> [Supplied data]:

************

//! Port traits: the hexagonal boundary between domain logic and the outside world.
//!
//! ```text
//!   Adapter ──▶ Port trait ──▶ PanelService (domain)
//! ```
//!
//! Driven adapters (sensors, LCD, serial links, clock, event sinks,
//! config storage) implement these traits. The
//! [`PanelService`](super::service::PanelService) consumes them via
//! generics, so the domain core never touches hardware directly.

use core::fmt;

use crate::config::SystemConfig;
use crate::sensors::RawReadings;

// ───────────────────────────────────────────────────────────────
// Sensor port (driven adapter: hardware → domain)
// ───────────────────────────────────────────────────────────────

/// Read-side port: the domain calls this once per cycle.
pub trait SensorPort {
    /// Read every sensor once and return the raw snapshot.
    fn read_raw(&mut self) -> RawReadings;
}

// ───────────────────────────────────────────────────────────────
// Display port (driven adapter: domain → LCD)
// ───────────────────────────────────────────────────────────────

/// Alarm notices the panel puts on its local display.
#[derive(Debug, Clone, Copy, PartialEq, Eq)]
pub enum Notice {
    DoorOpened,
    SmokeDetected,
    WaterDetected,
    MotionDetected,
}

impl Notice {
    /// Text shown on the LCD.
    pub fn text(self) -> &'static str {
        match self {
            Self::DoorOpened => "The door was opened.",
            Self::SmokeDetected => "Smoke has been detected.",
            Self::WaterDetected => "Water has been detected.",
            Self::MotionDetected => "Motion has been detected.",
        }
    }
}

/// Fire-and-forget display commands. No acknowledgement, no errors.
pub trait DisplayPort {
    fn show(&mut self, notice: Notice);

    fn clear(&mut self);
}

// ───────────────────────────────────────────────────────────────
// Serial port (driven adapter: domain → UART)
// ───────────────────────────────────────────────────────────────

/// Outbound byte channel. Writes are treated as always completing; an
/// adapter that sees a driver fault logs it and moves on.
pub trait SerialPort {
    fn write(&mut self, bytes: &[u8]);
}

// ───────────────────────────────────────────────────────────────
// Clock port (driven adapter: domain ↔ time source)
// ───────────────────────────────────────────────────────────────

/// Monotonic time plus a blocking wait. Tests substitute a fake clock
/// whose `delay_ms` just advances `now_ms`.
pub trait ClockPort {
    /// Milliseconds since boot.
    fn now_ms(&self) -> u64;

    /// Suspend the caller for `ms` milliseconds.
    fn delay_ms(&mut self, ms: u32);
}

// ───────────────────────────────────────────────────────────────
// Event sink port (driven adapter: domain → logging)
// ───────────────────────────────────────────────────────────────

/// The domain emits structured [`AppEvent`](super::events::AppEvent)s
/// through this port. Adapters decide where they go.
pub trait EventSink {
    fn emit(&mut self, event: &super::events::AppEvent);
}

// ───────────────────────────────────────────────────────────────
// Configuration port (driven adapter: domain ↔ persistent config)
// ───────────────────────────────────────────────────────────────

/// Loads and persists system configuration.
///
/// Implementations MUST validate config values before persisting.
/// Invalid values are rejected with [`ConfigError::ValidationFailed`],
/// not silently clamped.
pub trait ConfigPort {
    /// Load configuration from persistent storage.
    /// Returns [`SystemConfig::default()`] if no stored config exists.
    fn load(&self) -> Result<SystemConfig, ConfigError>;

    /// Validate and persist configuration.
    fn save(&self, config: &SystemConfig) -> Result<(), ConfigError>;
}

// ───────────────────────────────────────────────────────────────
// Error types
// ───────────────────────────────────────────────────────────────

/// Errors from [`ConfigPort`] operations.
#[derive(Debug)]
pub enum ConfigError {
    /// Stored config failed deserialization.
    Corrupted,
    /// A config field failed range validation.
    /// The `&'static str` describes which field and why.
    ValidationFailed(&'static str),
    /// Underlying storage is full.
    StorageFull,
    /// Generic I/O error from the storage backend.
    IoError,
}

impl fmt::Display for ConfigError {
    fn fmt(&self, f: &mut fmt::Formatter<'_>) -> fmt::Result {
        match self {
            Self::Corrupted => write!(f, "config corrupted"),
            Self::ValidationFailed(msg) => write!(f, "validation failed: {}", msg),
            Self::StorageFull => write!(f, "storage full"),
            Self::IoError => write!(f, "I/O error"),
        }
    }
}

************

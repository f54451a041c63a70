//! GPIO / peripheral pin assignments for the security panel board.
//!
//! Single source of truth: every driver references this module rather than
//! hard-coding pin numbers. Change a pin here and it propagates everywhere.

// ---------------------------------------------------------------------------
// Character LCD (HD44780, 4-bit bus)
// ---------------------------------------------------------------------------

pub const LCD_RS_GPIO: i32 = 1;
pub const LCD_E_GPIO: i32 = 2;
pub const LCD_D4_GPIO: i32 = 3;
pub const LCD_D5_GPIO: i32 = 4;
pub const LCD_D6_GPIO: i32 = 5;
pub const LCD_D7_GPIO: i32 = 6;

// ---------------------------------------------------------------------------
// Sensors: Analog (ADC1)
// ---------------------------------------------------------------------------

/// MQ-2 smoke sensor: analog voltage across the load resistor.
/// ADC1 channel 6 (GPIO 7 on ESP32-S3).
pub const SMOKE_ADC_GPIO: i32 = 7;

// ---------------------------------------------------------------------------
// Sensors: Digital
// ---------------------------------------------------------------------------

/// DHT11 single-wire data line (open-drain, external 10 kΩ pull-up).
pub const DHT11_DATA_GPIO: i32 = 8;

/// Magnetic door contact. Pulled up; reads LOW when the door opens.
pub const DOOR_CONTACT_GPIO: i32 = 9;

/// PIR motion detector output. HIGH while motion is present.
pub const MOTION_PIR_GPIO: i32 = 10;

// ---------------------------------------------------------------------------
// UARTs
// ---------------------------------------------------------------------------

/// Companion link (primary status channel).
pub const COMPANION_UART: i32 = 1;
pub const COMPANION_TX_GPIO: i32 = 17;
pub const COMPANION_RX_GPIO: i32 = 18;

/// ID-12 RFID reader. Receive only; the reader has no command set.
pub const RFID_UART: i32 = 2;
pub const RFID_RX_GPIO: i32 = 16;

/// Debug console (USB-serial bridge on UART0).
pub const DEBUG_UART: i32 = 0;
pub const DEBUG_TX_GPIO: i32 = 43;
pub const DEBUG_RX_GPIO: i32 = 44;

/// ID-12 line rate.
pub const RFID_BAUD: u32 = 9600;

************

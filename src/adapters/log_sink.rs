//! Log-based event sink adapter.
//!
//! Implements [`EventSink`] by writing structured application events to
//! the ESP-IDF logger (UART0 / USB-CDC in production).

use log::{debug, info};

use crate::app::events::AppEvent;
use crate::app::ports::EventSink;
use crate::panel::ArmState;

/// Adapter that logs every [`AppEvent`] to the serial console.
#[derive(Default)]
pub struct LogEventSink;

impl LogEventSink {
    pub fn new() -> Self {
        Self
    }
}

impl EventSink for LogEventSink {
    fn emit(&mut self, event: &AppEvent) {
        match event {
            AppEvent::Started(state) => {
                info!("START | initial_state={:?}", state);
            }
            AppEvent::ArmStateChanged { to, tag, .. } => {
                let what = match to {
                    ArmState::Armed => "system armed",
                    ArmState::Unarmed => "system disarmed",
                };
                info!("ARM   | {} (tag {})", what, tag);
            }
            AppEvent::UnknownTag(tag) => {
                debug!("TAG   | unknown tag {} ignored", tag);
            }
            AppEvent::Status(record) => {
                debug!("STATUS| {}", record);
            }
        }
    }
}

************

> [Problem description]:
In the listing above, find the line containing "pub const RFID_UART: i32 = 2;" and the line containing "pub const RFID_BAUD: u32 = 9600;", then repeat those two lines and everything between them exactly.

> [Solution below]:
pub const RFID_UART: i32 = 2;
pub const RFID_RX_GPIO: i32 = 16;

/// Debug console (USB-serial bridge on UART0).
pub const DEBUG_UART: i32 = 0;
pub const DEBUG_TX_GPIO: i32 = 43;
pub const DEBUG_RX_GPIO: i32 = 44;

/// ID-12 line rate.
pub const RFID_BAUD: u32 = 9600;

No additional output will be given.